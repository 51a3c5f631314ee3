//! Arena layout and spawn rolls
//!
//! Coins and enemies never use free coordinates: both snap to one of three
//! lanes per axis, which keeps coins clear of the walls.

use glam::Vec2;
use rand::Rng;

use super::input::Direction;
use super::rect::Rect;
use crate::consts::*;

/// The four arena walls, in draw order (left, bottom, right, top)
pub fn arena_walls() -> [Rect; 4] {
    [
        Rect::new(ARENA_LEFT, ARENA_TOP, WALL_THICKNESS, WALL_LENGTH),
        Rect::new(
            ARENA_LEFT,
            ARENA_TOP + WALL_LENGTH,
            WALL_LENGTH,
            WALL_THICKNESS,
        ),
        Rect::new(
            ARENA_LEFT + WALL_LENGTH,
            ARENA_TOP,
            WALL_THICKNESS,
            WALL_LENGTH + WALL_THICKNESS,
        ),
        Rect::new(ARENA_LEFT, ARENA_TOP, WALL_LENGTH, WALL_THICKNESS),
    ]
}

/// Where the player starts: bottom-left cell of the arena
pub fn player_start() -> Vec2 {
    Vec2::new(PLAYER_START_X, PLAYER_START_Y)
}

/// Top-left offset of lane `index` along an axis whose wall starts at `origin`
#[inline]
pub fn lane_offset(origin: f32, index: u32) -> f32 {
    origin + WALL_THICKNESS + index as f32 * TILE_SIZE + TILE_SIZE / 2.0
}

pub fn x_lane(index: u32) -> f32 {
    lane_offset(ARENA_LEFT, index)
}

pub fn y_lane(index: u32) -> f32 {
    lane_offset(ARENA_TOP, index)
}

/// Every position a coin may occupy, row by row
pub fn coin_cells() -> Vec<Vec2> {
    (0..LANES)
        .flat_map(|row| (0..LANES).map(move |col| Vec2::new(x_lane(col), y_lane(row))))
        .collect()
}

pub fn coin_rect(cell: Vec2) -> Rect {
    Rect::square(cell, COIN_SIZE)
}

/// Pick a coin cell uniformly, skipping cells that overlap `avoid`.
///
/// Falls back to every cell when all of them overlap.
pub fn pick_coin_cell<R: Rng>(rng: &mut R, avoid: &Rect) -> Vec2 {
    let cells = coin_cells();
    let free: Vec<Vec2> = cells
        .iter()
        .copied()
        .filter(|&c| !coin_rect(c).intersects(avoid))
        .collect();
    let pool = if free.is_empty() { &cells } else { &free };
    pool[rng.random_range(0..pool.len())]
}

/// A rolled enemy: where it appears and how it moves
#[derive(Debug, Clone, Copy, PartialEq)]
pub struct EnemySpawn {
    pub heading: Direction,
    pub rect: Rect,
    pub vel: Vec2,
}

/// Spawn position for an enemy travelling toward `heading` in `lane`.
///
/// Enemies appear just inside the edge opposite to where they are headed.
pub fn enemy_origin(heading: Direction, lane: u32) -> Vec2 {
    match heading {
        Direction::Up => Vec2::new(x_lane(lane), SCREEN_HEIGHT - ENEMY_EDGE_INSET),
        Direction::Down => Vec2::new(x_lane(lane), ENEMY_EDGE_INSET),
        Direction::Left => Vec2::new(SCREEN_WIDTH - ENEMY_EDGE_INSET, y_lane(lane)),
        Direction::Right => Vec2::new(ENEMY_EDGE_INSET, y_lane(lane)),
    }
}

/// Roll a random edge and lane for a new enemy moving at `speed`
pub fn roll_enemy<R: Rng>(rng: &mut R, speed: f32) -> EnemySpawn {
    let heading = Direction::ALL[rng.random_range(0..Direction::ALL.len())];
    let lane = rng.random_range(0..LANES);
    EnemySpawn {
        heading,
        rect: Rect::square(enemy_origin(heading, lane), ENEMY_SIZE),
        vel: heading.unit() * speed,
    }
}

/// Region outside of which enemies are dropped
pub fn cull_bounds(margin: f32) -> Rect {
    Rect::new(0.0, 0.0, SCREEN_WIDTH, SCREEN_HEIGHT).inflate(margin)
}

- **Task requirements**
All of the data above is to be transcribed without alteration.

- **Answer space**
repository 51a3c5f631314ee3
//! Arena layout and spawn rolls
//!
//! Coins and enemies never use free coordinates: both snap to one of three
//! lanes per axis, which keeps coins clear of the walls.

use glam::Vec2;
use rand::Rng;

use super::input::Direction;
use super::rect::Rect;
use crate::consts::*;

/// The four arena walls, in draw order (left, bottom, right, top)
pub fn arena_walls() -> [Rect; 4] {
    [
        Rect::new(ARENA_LEFT, ARENA_TOP, WALL_THICKNESS, WALL_LENGTH),
        Rect::new(
            ARENA_LEFT,
            ARENA_TOP + WALL_LENGTH,
            WALL_LENGTH,
            WALL_THICKNESS,
        ),
        Rect::new(
            ARENA_LEFT + WALL_LENGTH,
            ARENA_TOP,
            WALL_THICKNESS,
            WALL_LENGTH + WALL_THICKNESS,
        ),
        Rect::new(ARENA_LEFT, ARENA_TOP, WALL_LENGTH, WALL_THICKNESS),
    ]
}

/// Where the player starts: bottom-left cell of the arena
pub fn player_start() -> Vec2 {
    Vec2::new(PLAYER_START_X, PLAYER_START_Y)
}

/// Top-left offset of lane `index` along an axis whose wall starts at `origin`
#[inline]
pub fn lane_offset(origin: f32, index: u32) -> f32 {
    origin + WALL_THICKNESS + index as f32 * TILE_SIZE + TILE_SIZE / 2.0
}

pub fn x_lane(index: u32) -> f32 {
    lane_offset(ARENA_LEFT, index)
}

pub fn y_lane(index: u32) -> f32 {
    lane_offset(ARENA_TOP, index)
}

/// Every position a coin may occupy, row by row
pub fn coin_cells() -> Vec<Vec2> {
    (0..LANES)
        .flat_map(|row| (0..LANES).map(move |col| Vec2::new(x_lane(col), y_lane(row))))
        .collect()
}

pub fn coin_rect(cell: Vec2) -> Rect {
    Rect::square(cell, COIN_SIZE)
}

/// Pick a coin cell uniformly, skipping cells that overlap `avoid`.
///
/// Falls back to every cell when all of them overlap.
pub fn pick_coin_cell<R: Rng>(rng: &mut R, avoid: &Rect) -> Vec2 {
    let cells = coin_cells();
    let free: Vec<Vec2> = cells
        .iter()
        .copied()
        .filter(|&c| !coin_rect(c).intersects(avoid))
        .collect();
    let pool = if free.is_empty() { &cells } else { &free };
    pool[rng.random_range(0..pool.len())]
}

/// A rolled enemy: where it appears and how it moves
#[derive(Debug, Clone, Copy, PartialEq)]
pub struct EnemySpawn {
    pub heading: Direction,
    pub rect: Rect,
    pub vel: Vec2,
}

/// Spawn position for an enemy travelling toward `heading` in `lane`.
///
/// Enemies appear just inside the edge opposite to where they are headed.
pub fn enemy_origin(heading: Direction, lane: u32) -> Vec2 {
    match heading {
        Direction::Up => Vec2::new(x_lane(lane), SCREEN_HEIGHT - ENEMY_EDGE_INSET),
        Direction::Down => Vec2::new(x_lane(lane), ENEMY_EDGE_INSET),
        Direction::Left => Vec2::new(SCREEN_WIDTH - ENEMY_EDGE_INSET, y_lane(lane)),
        Direction::Right => Vec2::new(ENEMY_EDGE_INSET, y_lane(lane)),
    }
}

/// Roll a random edge and lane for a new enemy moving at `speed`
pub fn roll_enemy<R: Rng>(rng: &mut R, speed: f32) -> EnemySpawn {
    let heading = Direction::ALL[rng.random_range(0..Direction::ALL.len())];
    let lane = rng.random_range(0..LANES);
    EnemySpawn {
        heading,
        rect: Rect::square(enemy_origin(heading, lane), ENEMY_SIZE),
        vel: heading.unit() * speed,
    }
}

/// Region outside of which enemies are dropped
pub fn cull_bounds(margin: f32) -> Rect {
    Rect::new(0.0, 0.0, SCREEN_WIDTH, SCREEN_HEIGHT).inflate(margin)
}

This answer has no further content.